[Collected data entries]
┌──

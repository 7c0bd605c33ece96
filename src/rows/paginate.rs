//! Row pagination that keeps hierarchy groups together

use crate::layout::{pack_atomic, DEFAULT_MAX_ROWS_PER_PAGE};
use crate::rows::HierarchyGroups;
use serde::Serialize;

/// A vertical slice of the row sequence that fits one physical page
#[derive(Debug, PartialEq, Eq, Serialize)]
#[serde(rename_all = "camelCase")]
pub struct RowPage<'a, R> {
    /// Page index (0-based)
    pub page_index: usize,
    /// Absolute offset of the first row (0-based, inclusive)
    pub row_start: usize,
    /// Absolute offset of the last row (0-based, inclusive)
    pub row_end: usize,
    pub rows: &'a [R],
    pub is_continuation: bool,
    pub continuation_context: Option<String>,
    /// A single group longer than the row budget
    pub oversized: bool,
}

impl<R> Clone for RowPage<'_, R> {
    fn clone(&self) -> Self {
        Self {
            page_index: self.page_index,
            row_start: self.row_start,
            row_end: self.row_end,
            rows: self.rows,
            is_continuation: self.is_continuation,
            continuation_context: self.continuation_context.clone(),
            oversized: self.oversized,
        }
    }
}

impl<R> RowPage<'_, R> {
    /// Check if this page contains a given absolute row offset
    pub fn contains_row(&self, row: usize) -> bool {
        row >= self.row_start && row <= self.row_end
    }

    pub fn row_count(&self) -> usize {
        self.rows.len()
    }

    /// Continuation note with 1-based row numbers, e.g. "Rows 29-50"
    pub fn range_note(&self) -> String {
        format!("Rows {}-{}", self.row_start + 1, self.row_end + 1)
    }
}

/// Packs hierarchy groups into row pages without splitting a group
#[derive(Debug, Clone, Copy)]
pub struct RowPaginator {
    max_rows_per_page: usize,
    mark_continuations: bool,
}

impl Default for RowPaginator {
    fn default() -> Self {
        Self::new(DEFAULT_MAX_ROWS_PER_PAGE)
    }
}

impl RowPaginator {
    pub fn new(max_rows_per_page: usize) -> Self {
        Self {
            max_rows_per_page,
            mark_continuations: true,
        }
    }

    /// Whether pages after the first are flagged as continuations
    pub fn mark_continuations(mut self, mark: bool) -> Self {
        self.mark_continuations = mark;
        self
    }

    pub fn max_rows_per_page(&self) -> usize {
        self.max_rows_per_page
    }

    /// Paginate rows grouped by `key_of`. Rows are never reordered.
    pub fn paginate<'a, R, K, F>(&self, rows: &'a [R], key_of: F) -> Vec<RowPage<'a, R>>
    where
        K: PartialEq,
        F: FnMut(&R) -> K,
    {
        let groups: Vec<_> = HierarchyGroups::new(rows, key_of).collect();
        let bins = pack_atomic(groups.iter().map(|g| g.len()), self.max_rows_per_page);

        bins.into_iter()
            .enumerate()
            .map(|(page_index, bin)| {
                let first = &groups[bin.units.start];
                let row_start = first.row_start;
                let row_end = row_start + bin.size - 1;
                let oversized = bin.exceeds(self.max_rows_per_page);

                if oversized {
                    log::warn!(
                        "row page {} holds group {} with {} rows ({}-{}), over the budget of {}",
                        page_index,
                        first.group_id,
                        bin.size,
                        row_start,
                        row_end,
                        self.max_rows_per_page
                    );
                }

                let mut page = RowPage {
                    page_index,
                    row_start,
                    row_end,
                    rows: &rows[row_start..=row_end],
                    is_continuation: self.mark_continuations && page_index > 0,
                    continuation_context: None,
                    oversized,
                };
                if page.is_continuation {
                    page.continuation_context = Some(page.range_note());
                }
                page
            })
            .collect()
    }
}

#[cfg(test)]
mod tests {
    use super::*;

    /// Rows carrying only their hierarchy key
    fn keyed_rows(runs: &[(u32, usize)]) -> Vec<u32> {
        runs.iter()
            .flat_map(|&(key, count)| std::iter::repeat(key).take(count))
            .collect()
    }

    #[test]
    fn test_single_group_over_budget_stays_whole() {
        let rows = keyed_rows(&[(1, 30)]);
        let pages = RowPaginator::new(28).paginate(&rows, |r| *r);
        assert_eq!(pages.len(), 1);
        assert_eq!(pages[0].row_count(), 30);
        assert_eq!((pages[0].row_start, pages[0].row_end), (0, 29));
        assert!(pages[0].oversized);
        assert!(!pages[0].is_continuation);
    }

    #[test]
    fn test_two_groups_that_do_not_fit_together() {
        let rows = keyed_rows(&[(1, 25), (2, 25)]);
        let pages = RowPaginator::new(28).paginate(&rows, |r| *r);
        assert_eq!(pages.len(), 2);

        assert_eq!((pages[0].row_start, pages[0].row_end), (0, 24));
        assert!(pages[0].rows.iter().all(|&k| k == 1));
        assert_eq!(pages[0].row_count(), 25);

        assert_eq!((pages[1].row_start, pages[1].row_end), (25, 49));
        assert!(pages[1].rows.iter().all(|&k| k == 2));
        assert_eq!(pages[1].row_count(), 25);
    }

    #[test]
    fn test_small_groups_share_a_page() {
        let rows = keyed_rows(&[(1, 10), (2, 10), (3, 8), (4, 5)]);
        let pages = RowPaginator::new(28).paginate(&rows, |r| *r);
        assert_eq!(pages.len(), 2);
        assert_eq!(pages[0].row_count(), 28);
        assert_eq!(pages[1].row_count(), 5);
        assert!(pages.iter().all(|p| !p.oversized));
    }

    #[test]
    fn test_coverage_and_atomicity() {
        let rows = keyed_rows(&[(1, 3), (2, 12), (1, 9), (5, 40), (6, 2), (7, 27), (8, 1)]);
        let pages = RowPaginator::new(28).paginate(&rows, |r| *r);

        let flattened: Vec<u32> = pages.iter().flat_map(|p| p.rows.iter().copied()).collect();
        assert_eq!(flattened, rows);

        for window in pages.windows(2) {
            assert_eq!(window[0].row_end + 1, window[1].row_start);
            // A group never straddles a page break
            assert_ne!(rows[window[0].row_end], rows[window[1].row_start]);
        }

        for page in &pages {
            if page.oversized {
                assert!(page.rows.iter().all(|&k| k == page.rows[0]));
            } else {
                assert!(page.row_count() <= 28);
            }
        }
    }

    #[test]
    fn test_empty_rows() {
        let rows: Vec<u32> = Vec::new();
        assert!(RowPaginator::default().paginate(&rows, |r| *r).is_empty());
    }

    #[test]
    fn test_later_pages_are_continuations() {
        let rows = keyed_rows(&[(1, 20), (2, 20), (3, 20)]);
        let pages = RowPaginator::new(28).paginate(&rows, |r| *r);
        assert_eq!(pages.len(), 3);
        assert!(!pages[0].is_continuation);
        assert_eq!(pages[0].continuation_context, None);
        assert!(pages[1].is_continuation);
        assert_eq!(pages[1].continuation_context.as_deref(), Some("Rows 21-40"));
        assert_eq!(pages[2].continuation_context.as_deref(), Some("Rows 41-60"));
    }

    #[test]
    fn test_unmarked_continuations() {
        let rows = keyed_rows(&[(1, 20), (2, 20)]);
        let pages = RowPaginator::new(28)
            .mark_continuations(false)
            .paginate(&rows, |r| *r);
        assert_eq!(pages.len(), 2);
        assert!(pages.iter().all(|p| !p.is_continuation && p.continuation_context.is_none()));
    }

    #[test]
    #[should_panic(expected = "bad row")]
    fn test_accessor_panic_propagates() {
        let rows = [1, 2, 3];
        RowPaginator::default().paginate(&rows, |r| {
            if *r == 3 {
                panic!("bad row");
            }
            *r
        });
    }
}
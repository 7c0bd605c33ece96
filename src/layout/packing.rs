//! Greedy packing of atomic units into budgeted bins

use std::ops::Range;

/// A run of consecutive units assigned to one page
#[derive(Debug, Clone, PartialEq, Eq)]
pub struct PackedBin {
    /// Unit indices in this bin
    pub units: Range<usize>,
    /// Sum of unit sizes
    pub size: usize,
}

impl PackedBin {
    /// True if the bin holds more than the budget allows.
    /// Only a bin with a single unit can end up here.
    pub fn exceeds(&self, budget: usize) -> bool {
        self.size > budget
    }
}

/// Pack unit sizes into bins in order. A unit is never split: a unit larger
/// than `budget` gets a bin of its own.
pub fn pack_atomic<I>(sizes: I, budget: usize) -> Vec<PackedBin>
where
    I: IntoIterator<Item = usize>,
{
    let mut bins = Vec::new();
    let mut start = 0;
    let mut size = 0;
    let mut count = 0;

    for (idx, unit) in sizes.into_iter().enumerate() {
        if size + unit > budget && idx > start {
            bins.push(PackedBin { units: start..idx, size });
            start = idx;
            size = 0;
        }
        size += unit;
        count = idx + 1;
    }

    if count > start {
        bins.push(PackedBin { units: start..count, size });
    }

    bins
}
//! Calendar-month chunks over the period axis

use crate::layout::{DEFAULT_PERIODS_PER_MONTH, DEFAULT_PERIOD_PREFIX};
use serde::{Deserialize, Serialize};
use std::ops::RangeInclusive;

/// A contiguous run of periods forming one month
#[derive(Debug, Clone, PartialEq, Eq, Serialize, Deserialize)]
#[serde(rename_all = "camelCase")]
pub struct MonthChunk {
    /// Month number (1-based)
    pub month_index: usize,
    /// First period (1-based, inclusive)
    pub start_period: usize,
    /// Last period (1-based, inclusive)
    pub end_period: usize,
    pub label: String,
    pub period_count: usize,
}

impl MonthChunk {
    /// Periods covered by this chunk
    pub fn periods(&self) -> RangeInclusive<usize> {
        self.start_period..=self.end_period
    }
}

/// Splits the period axis into month-sized chunks
#[derive(Debug, Clone)]
pub struct MonthChunker {
    periods_per_month: usize,
    prefix: String,
}

impl Default for MonthChunker {
    fn default() -> Self {
        Self::new(DEFAULT_PERIODS_PER_MONTH)
    }
}

impl MonthChunker {
    /// `periods_per_month` is not validated; zero behaves like one.
    pub fn new(periods_per_month: usize) -> Self {
        Self {
            periods_per_month,
            prefix: DEFAULT_PERIOD_PREFIX.to_string(),
        }
    }

    /// Use a different period label prefix
    pub fn with_prefix(mut self, prefix: impl Into<String>) -> Self {
        self.prefix = prefix.into();
        self
    }

    pub fn periods_per_month(&self) -> usize {
        self.periods_per_month
    }

    /// Label for a single period, e.g. "W7"
    pub fn period_label(&self, period: usize) -> String {
        format!("{}{}", self.prefix, period)
    }

    fn month_label(&self, month: usize, start: usize, end: usize) -> String {
        if start == end {
            format!("Month {} ({})", month, self.period_label(start))
        } else {
            format!(
                "Month {} ({}-{})",
                month,
                self.period_label(start),
                self.period_label(end)
            )
        }
    }

    /// Chunk periods `1..=total_periods`. The last chunk may be short.
    pub fn chunk(&self, total_periods: usize) -> Vec<MonthChunk> {
        // zero would never advance the cursor
        let per_month = self.periods_per_month.max(1);
        let mut chunks = Vec::with_capacity(total_periods.div_ceil(per_month));
        let mut month = 1;
        let mut cursor = 1;

        while cursor <= total_periods {
            // cursor <= total_periods, so this cannot overflow for huge months
            let end = cursor + (per_month - 1).min(total_periods - cursor);
            chunks.push(MonthChunk {
                month_index: month,
                start_period: cursor,
                end_period: end,
                label: self.month_label(month, cursor, end),
                period_count: end - cursor + 1,
            });
            cursor = end + 1;
            month += 1;
        }

        chunks
    }
}
//! Cheap page count estimate

use crate::layout::PaginationConfig;
use serde::{Deserialize, Serialize};

/// Estimated page counts per axis
#[derive(Debug, Clone, Copy, PartialEq, Eq, Serialize, Deserialize)]
#[serde(rename_all = "camelCase")]
pub struct PageEstimate {
    pub row_pages: usize,
    pub col_pages: usize,
    pub total_pages: usize,
    pub needs_pagination: bool,
}

/// Ceiling-division page count estimate.
///
/// This is advisory only. It ignores that groups and month chunks are never
/// split, so the real row and column paginators can produce more pages than
/// estimated (a group that does not fit the remaining space starts a new page)
/// or fewer (one oversized group takes a single page). Do not use it as a hard
/// bound on the final page count.
#[derive(Debug, Clone, Copy)]
pub struct PageCountEstimator {
    max_rows_per_page: usize,
    max_cols_per_page: usize,
}

impl Default for PageCountEstimator {
    fn default() -> Self {
        Self::from_config(&PaginationConfig::default())
    }
}

impl PageCountEstimator {
    pub fn new(max_rows_per_page: usize, max_cols_per_page: usize) -> Self {
        Self {
            max_rows_per_page,
            max_cols_per_page,
        }
    }

    pub fn from_config(config: &PaginationConfig) -> Self {
        Self::new(config.max_rows_per_page, config.max_cols_per_page)
    }

    pub fn estimate(&self, total_rows: usize, total_cols: usize) -> PageEstimate {
        let row_pages = total_rows.div_ceil(self.max_rows_per_page);
        let col_pages = total_cols.div_ceil(self.max_cols_per_page);
        let total_pages = row_pages * col_pages;

        PageEstimate {
            row_pages,
            col_pages,
            total_pages,
            needs_pagination: total_pages > 1,
        }
    }
}
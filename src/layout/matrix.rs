//! Page matrix: row pages crossed with column pages

use crate::layout::PaginationConfig;
use crate::period::{ColumnPage, ColumnPaginator, MonthChunker};
use crate::rows::{RowPage, RowPaginator};
use serde::Serialize;

/// Separator between row and column continuation notes
pub const CONTEXT_SEPARATOR: &str = " | ";

/// Descriptor for one physical page
#[derive(Debug, PartialEq, Eq, Serialize)]
#[serde(rename_all = "camelCase")]
pub struct PageChunk<'a, R> {
    /// Page number (1-based, row-major)
    pub page_number: usize,
    pub row_page_index: usize,
    pub col_page_index: usize,
    pub row_start: usize,
    pub row_end: usize,
    /// First period (1-based, inclusive)
    pub col_start: usize,
    /// Last period (1-based, inclusive)
    pub col_end: usize,
    pub rows: &'a [R],
    /// Period labels in ascending order
    pub columns: Vec<String>,
    pub is_continuation: bool,
    pub continuation_context: Option<String>,
    pub oversized: bool,
}

impl<R> PageChunk<'_, R> {
    pub fn row_count(&self) -> usize {
        self.rows.len()
    }

    pub fn column_count(&self) -> usize {
        self.columns.len()
    }
}

/// Builds the full page matrix from rows and a period count
#[derive(Debug, Clone)]
pub struct PageMatrixBuilder {
    months: MonthChunker,
    row_paginator: RowPaginator,
    col_paginator: ColumnPaginator,
}

impl Default for PageMatrixBuilder {
    fn default() -> Self {
        Self::new(&PaginationConfig::default())
    }
}

impl PageMatrixBuilder {
    pub fn new(config: &PaginationConfig) -> Self {
        Self {
            months: MonthChunker::new(config.periods_per_month)
                .with_prefix(config.period_prefix.clone()),
            row_paginator: RowPaginator::new(config.max_rows_per_page)
                .mark_continuations(config.mark_row_continuations),
            col_paginator: ColumnPaginator::new(config.max_cols_per_page),
        }
    }

    pub fn month_chunker(&self) -> &MonthChunker {
        &self.months
    }

    pub fn row_paginator(&self) -> &RowPaginator {
        &self.row_paginator
    }

    pub fn column_paginator(&self) -> &ColumnPaginator {
        &self.col_paginator
    }

    /// Column pages for `total_periods`
    pub fn column_pages(&self, total_periods: usize) -> Vec<ColumnPage> {
        self.col_paginator.paginate(&self.months.chunk(total_periods))
    }

    /// Paginate both axes and cross them
    pub fn build<'a, R, K, F>(
        &self,
        rows: &'a [R],
        total_periods: usize,
        key_of: F,
    ) -> Vec<PageChunk<'a, R>>
    where
        K: PartialEq,
        F: FnMut(&R) -> K,
    {
        let row_pages = self.row_paginator.paginate(rows, key_of);
        let col_pages = self.column_pages(total_periods);
        self.build_from(&row_pages, &col_pages)
    }

    /// Cross precomputed row and column pages, row pages outermost
    pub fn build_from<'a, R>(
        &self,
        row_pages: &[RowPage<'a, R>],
        col_pages: &[ColumnPage],
    ) -> Vec<PageChunk<'a, R>> {
        let columns_per_page: Vec<Vec<String>> = col_pages
            .iter()
            .map(|page| page.periods().map(|p| self.months.period_label(p)).collect())
            .collect();

        let mut pages = Vec::with_capacity(row_pages.len() * col_pages.len());
        for row_page in row_pages {
            for (col_page, columns) in col_pages.iter().zip(&columns_per_page) {
                let continued_columns = col_page.page_index > 0;

                let mut notes = Vec::with_capacity(2);
                if row_page.is_continuation {
                    notes.push(row_page.range_note());
                }
                if continued_columns {
                    notes.push(format!(
                        "Periods {}-{}",
                        col_page.start_period, col_page.end_period
                    ));
                }

                pages.push(PageChunk {
                    page_number: pages.len() + 1,
                    row_page_index: row_page.page_index,
                    col_page_index: col_page.page_index,
                    row_start: row_page.row_start,
                    row_end: row_page.row_end,
                    col_start: col_page.start_period,
                    col_end: col_page.end_period,
                    rows: row_page.rows,
                    columns: columns.clone(),
                    is_continuation: row_page.is_continuation || continued_columns,
                    continuation_context: (!notes.is_empty())
                        .then(|| notes.join(CONTEXT_SEPARATOR)),
                    oversized: row_page.oversized || col_page.oversized,
                });
            }
        }

        log::debug!(
            "page matrix: {} row pages x {} column pages = {} pages",
            row_pages.len(),
            col_pages.len(),
            pages.len()
        );

        pages
    }
}
//! Grid-Pager: page layout for schedule and cost grids
//!
//! This crate splits a grid of hierarchical rows and time-period columns
//! into printable pages:
//! - Rows are packed by hierarchy group; a group is never split across pages
//! - Periods are packed by calendar month; a month is never split across pages
//! - Both axes are crossed into a page matrix with continuation headers
//! - A cheap page count estimate is available for pre-flight sizing
//!
//! Everything here is a pure computation over borrowed rows. Pages refer to
//! rows by absolute offsets and sub-slices of the caller's row slice.

pub mod error;
pub mod layout;
pub mod period;
pub mod rows;
pub mod wasm;

// Re-export WASM types for direct use
pub use wasm::WasmPaginator;

// Re-export primary types
pub use error::PaginationError;
pub use layout::{PageChunk, PageCountEstimator, PageEstimate, PageMatrixBuilder, PaginationConfig};
pub use period::{ColumnPage, ColumnPaginator, MonthChunk, MonthChunker};
pub use rows::{group_rows, HierarchyGroup, RowPage, RowPaginator};

/// The pagination engine: a validated configuration and the components built from it.
///
/// Holds no mutable state, so one instance can serve concurrent exports.
#[derive(Debug, Clone)]
pub struct Paginator {
    config: PaginationConfig,
    matrix: PageMatrixBuilder,
    estimator: PageCountEstimator,
}

impl Default for Paginator {
    fn default() -> Self {
        let config = PaginationConfig::default();
        Self {
            matrix: PageMatrixBuilder::new(&config),
            estimator: PageCountEstimator::from_config(&config),
            config,
        }
    }
}

impl Paginator {
    /// Create a paginator, rejecting zero budgets
    pub fn new(config: PaginationConfig) -> Result<Self, PaginationError> {
        config.validate()?;
        Ok(Self {
            matrix: PageMatrixBuilder::new(&config),
            estimator: PageCountEstimator::from_config(&config),
            config,
        })
    }

    /// Create a paginator from a JSON config
    pub fn from_json(json: &str) -> Result<Self, PaginationError> {
        Self::new(PaginationConfig::from_json(json)?)
    }

    pub fn config(&self) -> &PaginationConfig {
        &self.config
    }

    /// Month chunks covering `1..=total_periods`
    pub fn month_chunks(&self, total_periods: usize) -> Vec<MonthChunk> {
        self.matrix.month_chunker().chunk(total_periods)
    }

    /// Labels of every period in `1..=total_periods`
    pub fn period_labels(&self, total_periods: usize) -> Vec<String> {
        let months = self.matrix.month_chunker();
        (1..=total_periods).map(|p| months.period_label(p)).collect()
    }

    /// Row pages only
    pub fn row_pages<'a, R, K, F>(&self, rows: &'a [R], key_of: F) -> Vec<RowPage<'a, R>>
    where
        K: PartialEq,
        F: FnMut(&R) -> K,
    {
        self.matrix.row_paginator().paginate(rows, key_of)
    }

    /// Column pages only
    pub fn column_pages(&self, total_periods: usize) -> Vec<ColumnPage> {
        self.matrix.column_pages(total_periods)
    }

    /// Full page matrix, one descriptor per physical page
    pub fn pages<'a, R, K, F>(
        &self,
        rows: &'a [R],
        total_periods: usize,
        key_of: F,
    ) -> Vec<PageChunk<'a, R>>
    where
        K: PartialEq,
        F: FnMut(&R) -> K,
    {
        self.matrix.build(rows, total_periods, key_of)
    }

    /// Advisory page count; see [`PageCountEstimator`]
    pub fn estimate(&self, total_rows: usize, total_cols: usize) -> PageEstimate {
        self.estimator.estimate(total_rows, total_cols)
    }
}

└──

[Instructions to follow] When you reach the line that contains "fits one physical page", stop; output it and every line before it from the start of the data, exactly as written.

[Exercise output]
repository 7c0bd605c33ece96
filename src/rows/paginate.rs
//! Row pagination that keeps hierarchy groups together

use crate::layout::{pack_atomic, DEFAULT_MAX_ROWS_PER_PAGE};
use crate::rows::HierarchyGroups;
use serde::Serialize;

/// A vertical slice of the row sequence that fits one physical page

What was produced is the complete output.